◆ **What is being asked**:
Reproduce the records below word for word.
───── Exercise data ─────
//! Water-level trend chart: past observations in blue, future (forecast)
//! observations in red, split by the caller's reference date.

use chrono::{Duration, NaiveDate};
use itertools::{Itertools, MinMaxResult};
use lago_core::partition::SeriesPartition;
use plotters::prelude::*;

const CHART_SIZE: (u32, u32) = (800, 600);

/// Renders the partitioned series as an SVG line chart into
/// `svg_inner_string`. An entirely empty partition produces a blank
/// canvas rather than an error.
pub fn render_trend_svg<'a>(
    lake: &str,
    split: &SeriesPartition,
    svg_inner_string: &'a mut String,
) -> DrawResult<(), SVGBackend<'a>> {
    let backend = SVGBackend::with_string(svg_inner_string, CHART_SIZE);
    let backend_drawing_area = backend.into_drawing_area();
    backend_drawing_area.fill(&WHITE)?;

    let all_dates = split
        .past
        .iter()
        .chain(split.future.iter())
        .map(|(date, _)| *date);
    let (min_date, max_date) = match all_dates.minmax() {
        MinMaxResult::NoElements => {
            backend_drawing_area.present()?;
            return Ok(());
        }
        MinMaxResult::OneElement(date) => (date - Duration::days(1), date + Duration::days(1)),
        MinMaxResult::MinMax(min, max) => (min, max),
    };
    let ranged_date: RangedDate<NaiveDate> = (min_date..max_date).into();

    let y_max = split
        .past
        .iter()
        .chain(split.future.iter())
        .map(|(_, value)| *value)
        .fold(f64::NEG_INFINITY, f64::max)
        * 1.1;

    let mut chart = ChartBuilder::on(&backend_drawing_area)
        .caption(format!("{lake} water level"), ("sans-serif", 24))
        .margin(20i32)
        .x_label_area_size(30u32)
        .y_label_area_size(60u32)
        .build_cartesian_2d(ranged_date, 0f64..y_max)?;
    chart.configure_mesh().x_labels(10_usize).draw()?;

    if !split.past.is_empty() {
        chart
            .draw_series(LineSeries::new(split.past.iter().cloned(), BLUE))?
            .label("before reference")
            .legend(|(x, y)| PathElement::new(vec![(x, y), (x + 20, y)], BLUE));
    }
    if !split.future.is_empty() {
        chart
            .draw_series(LineSeries::new(split.future.iter().cloned(), RED))?
            .label("after reference")
            .legend(|(x, y)| PathElement::new(vec![(x, y), (x + 20, y)], RED));
    }

    chart
        .configure_series_labels()
        .background_style(WHITE.mix(0.8))
        .border_style(BLACK)
        .draw()?;
    backend_drawing_area.present()?;
    Ok(())
}

#[cfg(test)]
mod tests {
    use super::*;
    use lago_core::observation::DATE_FORMAT;

    fn date(s: &str) -> NaiveDate {
        NaiveDate::parse_from_str(s, DATE_FORMAT).unwrap()
    }

    #[test]
    fn renders_both_halves_into_svg() {
        let split = SeriesPartition {
            past: vec![(date("2024-03-01"), 10.0), (date("2024-03-05"), 15.0)],
            future: vec![(date("2024-03-09"), 18.0)],
        };
        let mut svg = String::new();
        render_trend_svg("van", &split, &mut svg).unwrap();
        assert!(svg.contains("<svg"));
        assert!(svg.contains("</svg>"));
        assert!(svg.len() > 500, "chart should draw more than an empty frame");
    }

    #[test]
    fn single_observation_still_renders() {
        let split = SeriesPartition {
            past: vec![(date("2024-03-01"), 10.0)],
            future: Vec::new(),
        };
        let mut svg = String::new();
        render_trend_svg("van", &split, &mut svg).unwrap();
        assert!(svg.contains("<svg"));
    }

    #[test]
    fn empty_partition_produces_a_blank_canvas() {
        let split = SeriesPartition {
            past: Vec::new(),
            future: Vec::new(),
        };
        let mut svg = String::new();
        render_trend_svg("van", &split, &mut svg).unwrap();
        assert!(svg.contains("<svg"));
    }
}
─────
◆ **Written answer**:
//! Water-level trend chart: past observations in blue, future (forecast)
//! observations in red, split by the caller's reference date.

use chrono::{Duration, NaiveDate};
use itertools::{Itertools, MinMaxResult};
use lago_core::partition::SeriesPartition;
use plotters::prelude::*;

const CHART_SIZE: (u32, u32) = (800, 600);

/// Renders the partitioned series as an SVG line chart into
/// `svg_inner_string`. An entirely empty partition produces a blank
/// canvas rather than an error.
pub fn render_trend_svg<'a>(
    lake: &str,
    split: &SeriesPartition,
    svg_inner_string: &'a mut String,
) -> DrawResult<(), SVGBackend<'a>> {
    let backend = SVGBackend::with_string(svg_inner_string, CHART_SIZE);
    let backend_drawing_area = backend.into_drawing_area();
    backend_drawing_area.fill(&WHITE)?;

    let all_dates = split
        .past
        .iter()
        .chain(split.future.iter())
        .map(|(date, _)| *date);
    let (min_date, max_date) = match all_dates.minmax() {
        MinMaxResult::NoElements => {
            backend_drawing_area.present()?;
            return Ok(());
        }
        MinMaxResult::OneElement(date) => (date - Duration::days(1), date + Duration::days(1)),
        MinMaxResult::MinMax(min, max) => (min, max),
    };
    let ranged_date: RangedDate<NaiveDate> = (min_date..max_date).into();

    let y_max = split
        .past
        .iter()
        .chain(split.future.iter())
        .map(|(_, value)| *value)
        .fold(f64::NEG_INFINITY, f64::max)
        * 1.1;

    let mut chart = ChartBuilder::on(&backend_drawing_area)
        .caption(format!("{lake} water level"), ("sans-serif", 24))
        .margin(20i32)
        .x_label_area_size(30u32)
        .y_label_area_size(60u32)
        .build_cartesian_2d(ranged_date, 0f64..y_max)?;
    chart.configure_mesh().x_labels(10_usize).draw()?;

    if !split.past.is_empty() {
        chart
            .draw_series(LineSeries::new(split.past.iter().cloned(), BLUE))?
            .label("before reference")
            .legend(|(x, y)| PathElement::new(vec![(x, y), (x + 20, y)], BLUE));
    }
    if !split.future.is_empty() {
        chart
            .draw_series(LineSeries::new(split.future.iter().cloned(), RED))?
            .label("after reference")
            .legend(|(x, y)| PathElement::new(vec![(x, y), (x + 20, y)], RED));
    }

    chart
        .configure_series_labels()
        .background_style(WHITE.mix(0.8))
        .border_style(BLACK)
        .draw()?;
    backend_drawing_area.present()?;
    Ok(())
}

#[cfg(test)]
mod tests {
    use super::*;
    use lago_core::observation::DATE_FORMAT;

    fn date(s: &str) -> NaiveDate {
        NaiveDate::parse_from_str(s, DATE_FORMAT).unwrap()
    }

    #[test]
    fn renders_both_halves_into_svg() {
        let split = SeriesPartition {
            past: vec![(date("2024-03-01"), 10.0), (date("2024-03-05"), 15.0)],
            future: vec![(date("2024-03-09"), 18.0)],
        };
        let mut svg = String::new();
        render_trend_svg("van", &split, &mut svg).unwrap();
        assert!(svg.contains("<svg"));
        assert!(svg.contains("</svg>"));
        assert!(svg.len() > 500, "chart should draw more than an empty frame");
    }

    #[test]
    fn single_observation_still_renders() {
        let split = SeriesPartition {
            past: vec![(date("2024-03-01"), 10.0)],
            future: Vec::new(),
        };
        let mut svg = String::new();
        render_trend_svg("van", &split, &mut svg).unwrap();
        assert!(svg.contains("<svg"));
    }

    #[test]
    fn empty_partition_produces_a_blank_canvas() {
        let split = SeriesPartition {
            past: Vec::new(),
            future: Vec::new(),
        };
        let mut svg = String::new();
        render_trend_svg("van", &split, &mut svg).unwrap();
        assert!(svg.contains("<svg"));
    }
}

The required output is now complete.